Zomato After the company reported profits for the first time, several brokerage firms witnessed a surge in the target price of Zomato Limited’s shares. During this time, many brokerage firms maintained their ratings on the stock.
Following the company’s first-time profitability, Zomato Limited’s shares saw a wave of increase in target prices by various brokerage firms, although many of them maintained their ratings on the stock.
Motilal Oswal Securities expects the stock’s target price to be 28% higher than the current market value at INR 110 per share, while JM Financial anticipates the stock to increase by 37% to INR 115 per share in the next 12 months. City has raised its target price from INR 84 to INR 115. Previously, Morgan Stanley also increased its target price from INR 85 to INR 115.

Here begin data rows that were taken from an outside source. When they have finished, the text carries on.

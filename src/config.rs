// =============================================================================
// CONFIGURATION - Load settings from config.toml
// =============================================================================
//
// This module handles loading and parsing configuration from config.toml.
// Provides sensible defaults if config file is missing or has errors.

use anyhow::{Context, Result};
use serde::Deserialize;
use std::path::{Path, PathBuf};

use crate::frame::SurfaceRequest;

/// Root configuration structure
#[derive(Debug, Deserialize, Default)]
#[serde(default)]
pub struct Config {
    pub window: WindowConfig,
    pub graphics: GraphicsConfig,
    pub debug: DebugConfig,
}

/// Window settings
#[derive(Debug, Deserialize)]
#[serde(default)]
pub struct WindowConfig {
    pub title: String,
    pub width: u32,
    pub height: u32,
    pub fullscreen: bool,
}

impl Default for WindowConfig {
    fn default() -> Self {
        Self {
            title: "Frame Pacer".to_string(),
            width: 1280,
            height: 720,
            fullscreen: false,
        }
    }
}

/// Graphics settings
#[derive(Debug, Deserialize)]
#[serde(default)]
pub struct GraphicsConfig {
    pub present_mode: String,
    pub clear_color: [f32; 4],
    /// Requested swapchain image count (also the frames-in-flight bound)
    pub buffering: u32,
}

impl Default for GraphicsConfig {
    fn default() -> Self {
        Self {
            present_mode: "mailbox".to_string(),
            clear_color: [0.01, 0.01, 0.01, 1.0],
            buffering: 3,
        }
    }
}

/// Debug settings
#[derive(Debug, Deserialize)]
#[serde(default)]
pub struct DebugConfig {
    pub validation_layers: bool,
    pub log_level: String,
    pub show_fps: bool,
}

impl Default for DebugConfig {
    fn default() -> Self {
        Self {
            validation_layers: true,
            log_level: "info".to_string(),
            show_fps: true,
        }
    }
}

/// Where the active configuration came from.
///
/// Loading happens before the logger is configured (the log level lives in
/// the file), so the outcome is kept and reported afterwards.
#[derive(Debug)]
pub enum ConfigSource {
    File(PathBuf),
    Missing(PathBuf),
    /// The file exists but could not be read or parsed; defaults are in use.
    Invalid(PathBuf, anyhow::Error),
}

impl ConfigSource {
    pub fn log(&self) {
        match self {
            ConfigSource::File(path) => log::info!("Loaded configuration from {:?}", path),
            ConfigSource::Missing(path) => {
                log::info!("Config file not found at {:?}, using defaults", path)
            }
            ConfigSource::Invalid(path, err) => {
                log::warn!("Failed to load {:?}: {:#}. Using defaults.", path, err)
            }
        }
    }
}

impl Config {
    /// Load config.toml, falling back to defaults if missing or invalid
    pub fn load() -> (Self, ConfigSource) {
        Self::load_or_default("config.toml")
    }

    /// Load `path`, falling back to defaults. Logs nothing.
    pub fn load_or_default<P: AsRef<Path>>(path: P) -> (Self, ConfigSource) {
        let path = path.as_ref();

        if !path.exists() {
            return (Config::default(), ConfigSource::Missing(path.to_path_buf()));
        }

        match Self::load_from_path(path) {
            Ok(config) => (config, ConfigSource::File(path.to_path_buf())),
            Err(err) => (Config::default(), ConfigSource::Invalid(path.to_path_buf(), err)),
        }
    }

    /// Load configuration from a specific path; a missing file means defaults
    pub fn load_from_path<P: AsRef<Path>>(path: P) -> Result<Self> {
        let path = path.as_ref();

        if !path.exists() {
            return Ok(Config::default());
        }

        let content = std::fs::read_to_string(path)
            .with_context(|| format!("Failed to read config file: {:?}", path))?;

        Self::from_toml_str(&content)
            .with_context(|| format!("Failed to parse config file: {:?}", path))
    }

    pub fn from_toml_str(content: &str) -> Result<Self> {
        Ok(toml::from_str(content)?)
    }

    /// Get present mode as Vulkan enum
    pub fn get_present_mode(&self) -> ash::vk::PresentModeKHR {
        match self.graphics.present_mode.to_lowercase().as_str() {
            "immediate" => ash::vk::PresentModeKHR::IMMEDIATE,
            "mailbox" => ash::vk::PresentModeKHR::MAILBOX,
            "fifo" => ash::vk::PresentModeKHR::FIFO,
            "fifo_relaxed" => ash::vk::PresentModeKHR::FIFO_RELAXED,
            _ => {
                log::warn!(
                    "Unknown present mode '{}', defaulting to FIFO",
                    self.graphics.present_mode
                );
                ash::vk::PresentModeKHR::FIFO
            }
        }
    }

    /// Log filter, unknown levels fall back to info
    pub fn log_level(&self) -> log::LevelFilter {
        self.debug.log_level.parse().unwrap_or(log::LevelFilter::Info)
    }

    /// Initial surface request for a window of the given size
    pub fn surface_request(&self, width: u32, height: u32) -> SurfaceRequest {
        SurfaceRequest::new(width, height, self.graphics.buffering.max(2))
    }
}
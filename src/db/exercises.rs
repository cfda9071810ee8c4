use log::{debug, info, warn};
use rusqlite::{params, Connection, ErrorCode, OptionalExtension};

use super::connection::WorkoutStore;
use super::error::{StorageContext, StoreError, StoreResult};
use crate::models::{Exercise, SetEntry, WorkoutExerciseEntry};

fn lookup_exercise(conn: &Connection, name: &str) -> StoreResult<Option<i64>> {
    conn.query_row(
        "SELECT id FROM exercises WHERE name = ?1 COLLATE NOCASE",
        [name],
        |row| row.get(0),
    )
    .optional()
    .storage("failed to look up exercise")
}

fn row_exists(conn: &Connection, sql: &str, id: i64) -> StoreResult<bool> {
    conn.query_row(sql, [id], |_| Ok(()))
        .optional()
        .map(|found| found.is_some())
        .storage("failed to check referenced row")
}

/// Insert a catalog name. If another writer got there first, the uniqueness
/// violation is swallowed and the existing row's id returned.
fn insert_or_lookup(conn: &Connection, name: &str) -> StoreResult<i64> {
    match conn.execute("INSERT INTO exercises (name) VALUES (?1)", [name]) {
        Ok(_) => {
            let id = conn.last_insert_rowid();
            info!("created exercise {id} '{name}'");
            Ok(id)
        }
        Err(err) if err.sqlite_error_code() == Some(ErrorCode::ConstraintViolation) => {
            warn!("exercise '{name}' inserted concurrently, resolving by lookup");
            lookup_exercise(conn, name)?.ok_or(StoreError::StorageUnavailable {
                context: "exercise vanished after uniqueness conflict",
                source: err,
            })
        }
        Err(err) => Err(err).storage("failed to insert exercise"),
    }
}

impl WorkoutStore {
    /// The exercise catalog, alphabetical ignoring case.
    pub fn list_exercises(&self) -> StoreResult<Vec<Exercise>> {
        debug!("listing exercises");
        let conn = self.connect()?;
        let mut stmt = conn
            .prepare("SELECT id, name FROM exercises ORDER BY name COLLATE NOCASE")
            .storage("failed to prepare exercise query")?;

        let exercises = stmt
            .query_map([], |row| {
                Ok(Exercise {
                    id: row.get(0)?,
                    name: row.get(1)?,
                })
            })
            .storage("failed to load exercises")?
            .collect::<Result<Vec<_>, _>>()
            .storage("failed to collect exercises")?;

        Ok(exercises)
    }

    /// Resolve an exercise by name ignoring case, inserting it when absent.
    pub fn find_or_create_exercise(&self, name: &str) -> StoreResult<i64> {
        let name = name.trim();
        if name.is_empty() {
            return Err(StoreError::invalid("Exercise name is required."));
        }

        let conn = self.connect()?;
        if let Some(id) = lookup_exercise(&conn, name)? {
            debug!("reusing exercise {id} for '{name}'");
            return Ok(id);
        }

        insert_or_lookup(&conn, name)
    }

    /// Attach an exercise to a workout. Every call creates a new link, so the
    /// same exercise may appear more than once in a workout.
    pub fn link_exercise_to_workout(&self, workout_id: i64, exercise_id: i64) -> StoreResult<i64> {
        let conn = self.connect()?;
        if !row_exists(&conn, "SELECT 1 FROM workouts WHERE id = ?1", workout_id)? {
            return Err(StoreError::invalid(format!(
                "Workout {workout_id} does not exist."
            )));
        }
        if !row_exists(&conn, "SELECT 1 FROM exercises WHERE id = ?1", exercise_id)? {
            return Err(StoreError::invalid(format!(
                "Exercise {exercise_id} does not exist."
            )));
        }

        conn.execute(
            "INSERT INTO workout_exercises (workout_id, exercise_id) VALUES (?1, ?2)",
            params![workout_id, exercise_id],
        )
        .storage("failed to link exercise to workout")?;

        let id = conn.last_insert_rowid();
        info!("linked exercise {exercise_id} to workout {workout_id} as {id}");
        Ok(id)
    }

    /// Drop one exercise link and its sets. The catalog entry stays.
    pub fn unlink_exercise(&self, workout_exercise_id: i64) -> StoreResult<()> {
        let mut conn = self.connect()?;
        let tx = conn
            .transaction()
            .storage("failed to start unlink transaction")?;

        let sets = tx
            .execute(
                "DELETE FROM sets WHERE workout_exercise_id = ?1",
                [workout_exercise_id],
            )
            .storage("failed to delete link sets")?;
        let deleted = tx
            .execute(
                "DELETE FROM workout_exercises WHERE id = ?1",
                [workout_exercise_id],
            )
            .storage("failed to unlink exercise")?;

        tx.commit().storage("failed to commit unlink")?;

        if deleted == 0 {
            warn!("unlink of missing workout exercise {workout_exercise_id} ignored");
        } else {
            info!("unlinked workout exercise {workout_exercise_id} ({sets} sets)");
        }
        Ok(())
    }

    /// Exercises of a workout with their sets, in link order then set order.
    pub fn get_workout_exercises(&self, workout_id: i64) -> StoreResult<Vec<WorkoutExerciseEntry>> {
        debug!("loading exercises for workout {workout_id}");
        let conn = self.connect()?;
        let mut stmt = conn
            .prepare(
                "SELECT we.id, e.id, e.name, s.reps, s.weight
                 FROM workout_exercises we
                 INNER JOIN exercises e ON e.id = we.exercise_id
                 LEFT JOIN sets s ON s.workout_exercise_id = we.id
                 WHERE we.workout_id = ?1
                 ORDER BY we.id, s.id",
            )
            .storage("failed to prepare workout exercise query")?;

        let rows = stmt
            .query_map([workout_id], |row| {
                let set = match (row.get::<_, Option<i64>>(3)?, row.get::<_, Option<f64>>(4)?) {
                    (Some(reps), Some(weight)) => Some(SetEntry { reps, weight }),
                    _ => None,
                };
                Ok((
                    row.get::<_, i64>(0)?,
                    row.get::<_, i64>(1)?,
                    row.get::<_, String>(2)?,
                    set,
                ))
            })
            .storage("failed to load workout exercises")?
            .collect::<Result<Vec<_>, _>>()
            .storage("failed to collect workout exercises")?;

        let mut entries: Vec<WorkoutExerciseEntry> = Vec::new();
        for (link_id, exercise_id, exercise_name, set) in rows {
            let same_link = entries
                .last()
                .is_some_and(|entry| entry.workout_exercise_id == link_id);
            if !same_link {
                entries.push(WorkoutExerciseEntry {
                    workout_exercise_id: link_id,
                    exercise_id,
                    exercise_name,
                    sets: Vec::new(),
                });
            }
            if let (Some(set), Some(entry)) = (set, entries.last_mut()) {
                entry.sets.push(set);
            }
        }

        Ok(entries)
    }
}

#[cfg(test)]
mod tests {
    use super::*;
    use tempfile::TempDir;

    #[test]
    fn conflicting_insert_resolves_to_existing_row() {
        let dir = TempDir::new().unwrap();
        let store = WorkoutStore::new(dir.path().join("race.sqlite"));
        store.create_tables().unwrap();

        let conn = store.connect().unwrap();
        assert_eq!(lookup_exercise(&conn, "Squat").unwrap(), None);

        let other = store.connect().unwrap();
        other
            .execute("INSERT INTO exercises (name) VALUES ('SQUAT')", [])
            .unwrap();
        let existing = other.last_insert_rowid();

        assert_eq!(insert_or_lookup(&conn, "Squat").unwrap(), existing);
        assert_eq!(store.list_exercises().unwrap().len(), 1);
    }
}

Goldman Sachs expects the target price to rise from INR 82 to INR 100, while Jefferies India expects it to reach INR 130. Kotak expects the stock’s price to reach INR 105, up from its previous target of INR 95 in the next year. Meanwhile, HSBC has raised its target price by 20% to INR 102.
On August 3rd, Zomato reported a net profit of INR 200 crores and registered a revenue of INR 2,416 crores for the first quarter of the current financial year, which is 70.9% higher compared to the previous year due to lower inflation and increased demand for the food distribution platform. Loyalty program.
The description of Zomato’s earnings by brokerage firm JM Financial as “stellar” barely captures the actual magnitude of the achievement. With their previous belief that the street estimates were overly conservative, Zomato’s earnings exceeded expectations and outperformed any estimates. It has consistently maintained its top position in the covered internet coverage list.
“Based on the results and guidance, with good security margins, it appears that Zomato is a rare play on both growth and profitability. However, since the results of the March quarter, the stock has surged by 35%, and we expect the momentum to continue,” said JM Financial.
According to Jefferies, Zomato’s journey since its IPO has been marked by significant ups and downs. However, the company has crossed its self-set milestones, successfully IPO’d and becoming a positive example for FIIs and DIIs alike. This success eliminates any concern about Zomato’s ability to generate “respectable” profits.
In addition, the impressive performance of the results management team and its implementation capabilities augur well for Blinkit. Blinkit is a segment that many investors had previously underestimated or even viewed negatively. As a result of these positive developments, Jefferies has raised its EBITDA estimates significantly.
Zomato’s Gross Order Value (GOV) in the food delivery segment increased by 11.4% to INR 7,318 crores, with active monthly transacting users growing by 5.4% to 17.5 million. Blinkit saw its GOV increase by approximately 5% to INR 2,140 crores, while its Average Order Value (AOV) increased to INR 582, representing an 11.5% growth on a quarterly basis.
“We remain positive and expect a long-term 15% GOV growth in food delivery, but we are seeing a significant acceleration from Blinkit, which can become as large as the FD business itself,” HSBC said in its latest note.
Brokerage firms Nomura Research, Dolat, and Macquarie Research have cut their target prices. Nomura expects a target price of INR 60, a 37% reduction from the previous target of INR 87, while Dolat has reduced its target price by 25% to INR 65. Macquarie, on the other hand, maintained its underperform rating and kept its target price at INR 55, aligning it with the current market price.
Zomato has provided an outlook that is significant, considering the growth trajectory of the food delivery and blinkit businesses. The potential to generate a “respectable” profit sets aside any concerns about Zomato’s ability to achieve this feat, which anyone could have foreseen or even surpassed the estimates. This success has elevated Zomato to the top position in its covered internet coverage list.